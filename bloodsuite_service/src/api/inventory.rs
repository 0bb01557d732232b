use crate::api::context::ApiContext;
use crate::api::error::ApiError;
use axum::{
    extract::{Path, Query, State},
    http::StatusCode,
    routing::{get, post, put},
    Json, Router,
};
use bloodsuite_db_client::inventory;
use models_bloodsuite::inventory::{
    CreateInventoryUnitRequest, ExpiringQuery, InventoryFilter, InventorySummary,
    InventoryUnitRow, InventoryUnitWithHospital, UpdateInventoryStatusRequest,
};
use models_bloodsuite::response::ErrorResponse;
use models_bloodsuite::Role;

const STOCK_WRITE_ROLES: &[Role] = &[Role::Hospital, Role::BloodBank, Role::Admin];

const DEFAULT_EXPIRING_WINDOW_DAYS: i32 = 7;

pub fn router() -> Router<ApiContext> {
    let writers = Router::new()
        .route("/", post(create_unit))
        .route("/:id/status", put(update_unit_status))
        .route_layer(axum::middleware::from_fn_with_state(
            STOCK_WRITE_ROLES,
            bloodsuite_middleware::auth::require_roles::handler,
        ));

    Router::new()
        .route("/", get(list_inventory))
        .route("/summary", get(inventory_summary))
        .route("/expiring", get(expiring_units))
        .merge(writers)
}

/// Inventory units across all hospitals, soonest expiry first.
#[utoipa::path(
    get,
    path = "/api/inventory",
    params(InventoryFilter),
    responses(
        (status = 200, body = [InventoryUnitWithHospital]),
        (status = 401, body = ErrorResponse),
    ),
    security(("bearer" = [])),
    tag = "inventory"
)]
pub async fn list_inventory(
    State(ctx): State<ApiContext>,
    Query(filter): Query<InventoryFilter>,
) -> Result<Json<Vec<InventoryUnitWithHospital>>, ApiError> {
    let units = inventory::get::list_inventory(&ctx.db, &filter).await?;
    Ok(Json(units))
}

#[utoipa::path(
    get,
    path = "/api/inventory/summary",
    responses(
        (status = 200, body = InventorySummary),
        (status = 401, body = ErrorResponse),
    ),
    security(("bearer" = [])),
    tag = "inventory"
)]
pub async fn inventory_summary(
    State(ctx): State<ApiContext>,
) -> Result<Json<InventorySummary>, ApiError> {
    let summary = inventory::summary::inventory_summary(&ctx.db).await?;
    Ok(Json(summary))
}

/// Available units expiring inside the window (default seven days).
#[utoipa::path(
    get,
    path = "/api/inventory/expiring",
    params(ExpiringQuery),
    responses(
        (status = 200, body = [InventoryUnitWithHospital]),
        (status = 401, body = ErrorResponse),
    ),
    security(("bearer" = [])),
    tag = "inventory"
)]
pub async fn expiring_units(
    State(ctx): State<ApiContext>,
    Query(query): Query<ExpiringQuery>,
) -> Result<Json<Vec<InventoryUnitWithHospital>>, ApiError> {
    let days = query.days.unwrap_or(DEFAULT_EXPIRING_WINDOW_DAYS);
    let units = inventory::get::expiring_units(&ctx.db, days).await?;
    Ok(Json(units))
}

#[utoipa::path(
    post,
    path = "/api/inventory",
    request_body = CreateInventoryUnitRequest,
    responses(
        (status = 201, body = InventoryUnitRow),
        (status = 403, body = ErrorResponse),
    ),
    security(("bearer" = [])),
    tag = "inventory"
)]
#[tracing::instrument(skip(ctx, unit), fields(unit_number=%unit.unit_number))]
pub async fn create_unit(
    State(ctx): State<ApiContext>,
    Json(unit): Json<CreateInventoryUnitRequest>,
) -> Result<(StatusCode, Json<InventoryUnitRow>), ApiError> {
    let created = inventory::create::create_inventory_unit(&ctx.db, &unit).await?;
    Ok((StatusCode::CREATED, Json(created)))
}

#[utoipa::path(
    put,
    path = "/api/inventory/{id}/status",
    params(("id" = i32, Path, description = "Inventory unit id")),
    request_body = UpdateInventoryStatusRequest,
    responses(
        (status = 200, body = InventoryUnitRow),
        (status = 404, body = ErrorResponse),
    ),
    security(("bearer" = [])),
    tag = "inventory"
)]
pub async fn update_unit_status(
    State(ctx): State<ApiContext>,
    Path(id): Path<i32>,
    Json(update): Json<UpdateInventoryStatusRequest>,
) -> Result<Json<InventoryUnitRow>, ApiError> {
    let unit = inventory::status::update_unit_status(&ctx.db, id, update.status)
        .await?
        .ok_or(ApiError::NotFound("Blood unit"))?;

    Ok(Json(unit))
}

·····

**WHAT NEEDS TO BE DONE**
A faithful, word-for-word transcript of the material above is the required answer.

**EXERCISE RESPONSE**
filename bloodsuite_service/src/api/inventory.rs
repository 0bb01557d732232b
use crate::api::context::ApiContext;
use crate::api::error::ApiError;
use axum::{
    extract::{Path, Query, State},
    http::StatusCode,
    routing::{get, post, put},
    Json, Router,
};
use bloodsuite_db_client::inventory;
use models_bloodsuite::inventory::{
    CreateInventoryUnitRequest, ExpiringQuery, InventoryFilter, InventorySummary,
    InventoryUnitRow, InventoryUnitWithHospital, UpdateInventoryStatusRequest,
};
use models_bloodsuite::response::ErrorResponse;
use models_bloodsuite::Role;

const STOCK_WRITE_ROLES: &[Role] = &[Role::Hospital, Role::BloodBank, Role::Admin];

const DEFAULT_EXPIRING_WINDOW_DAYS: i32 = 7;

pub fn router() -> Router<ApiContext> {
    let writers = Router::new()
        .route("/", post(create_unit))
        .route("/:id/status", put(update_unit_status))
        .route_layer(axum::middleware::from_fn_with_state(
            STOCK_WRITE_ROLES,
            bloodsuite_middleware::auth::require_roles::handler,
        ));

    Router::new()
        .route("/", get(list_inventory))
        .route("/summary", get(inventory_summary))
        .route("/expiring", get(expiring_units))
        .merge(writers)
}

/// Inventory units across all hospitals, soonest expiry first.
#[utoipa::path(
    get,
    path = "/api/inventory",
    params(InventoryFilter),
    responses(
        (status = 200, body = [InventoryUnitWithHospital]),
        (status = 401, body = ErrorResponse),
    ),
    security(("bearer" = [])),
    tag = "inventory"
)]
pub async fn list_inventory(
    State(ctx): State<ApiContext>,
    Query(filter): Query<InventoryFilter>,
) -> Result<Json<Vec<InventoryUnitWithHospital>>, ApiError> {
    let units = inventory::get::list_inventory(&ctx.db, &filter).await?;
    Ok(Json(units))
}

#[utoipa::path(
    get,
    path = "/api/inventory/summary",
    responses(
        (status = 200, body = InventorySummary),
        (status = 401, body = ErrorResponse),
    ),
    security(("bearer" = [])),
    tag = "inventory"
)]
pub async fn inventory_summary(
    State(ctx): State<ApiContext>,
) -> Result<Json<InventorySummary>, ApiError> {
    let summary = inventory::summary::inventory_summary(&ctx.db).await?;
    Ok(Json(summary))
}

/// Available units expiring inside the window (default seven days).
#[utoipa::path(
    get,
    path = "/api/inventory/expiring",
    params(ExpiringQuery),
    responses(
        (status = 200, body = [InventoryUnitWithHospital]),
        (status = 401, body = ErrorResponse),
    ),
    security(("bearer" = [])),
    tag = "inventory"
)]
pub async fn expiring_units(
    State(ctx): State<ApiContext>,
    Query(query): Query<ExpiringQuery>,
) -> Result<Json<Vec<InventoryUnitWithHospital>>, ApiError> {
    let days = query.days.unwrap_or(DEFAULT_EXPIRING_WINDOW_DAYS);
    let units = inventory::get::expiring_units(&ctx.db, days).await?;
    Ok(Json(units))
}

#[utoipa::path(
    post,
    path = "/api/inventory",
    request_body = CreateInventoryUnitRequest,
    responses(
        (status = 201, body = InventoryUnitRow),
        (status = 403, body = ErrorResponse),
    ),
    security(("bearer" = [])),
    tag = "inventory"
)]
#[tracing::instrument(skip(ctx, unit), fields(unit_number=%unit.unit_number))]
pub async fn create_unit(
    State(ctx): State<ApiContext>,
    Json(unit): Json<CreateInventoryUnitRequest>,
) -> Result<(StatusCode, Json<InventoryUnitRow>), ApiError> {
    let created = inventory::create::create_inventory_unit(&ctx.db, &unit).await?;
    Ok((StatusCode::CREATED, Json(created)))
}

#[utoipa::path(
    put,
    path = "/api/inventory/{id}/status",
    params(("id" = i32, Path, description = "Inventory unit id")),
    request_body = UpdateInventoryStatusRequest,
    responses(
        (status = 200, body = InventoryUnitRow),
        (status = 404, body = ErrorResponse),
    ),
    security(("bearer" = [])),
    tag = "inventory"
)]
pub async fn update_unit_status(
    State(ctx): State<ApiContext>,
    Path(id): Path<i32>,
    Json(update): Json<UpdateInventoryStatusRequest>,
) -> Result<Json<InventoryUnitRow>, ApiError> {
    let unit = inventory::status::update_unit_status(&ctx.db, id, update.status)
        .await?
        .ok_or(ApiError::NotFound("Blood unit"))?;

    Ok(Json(unit))
}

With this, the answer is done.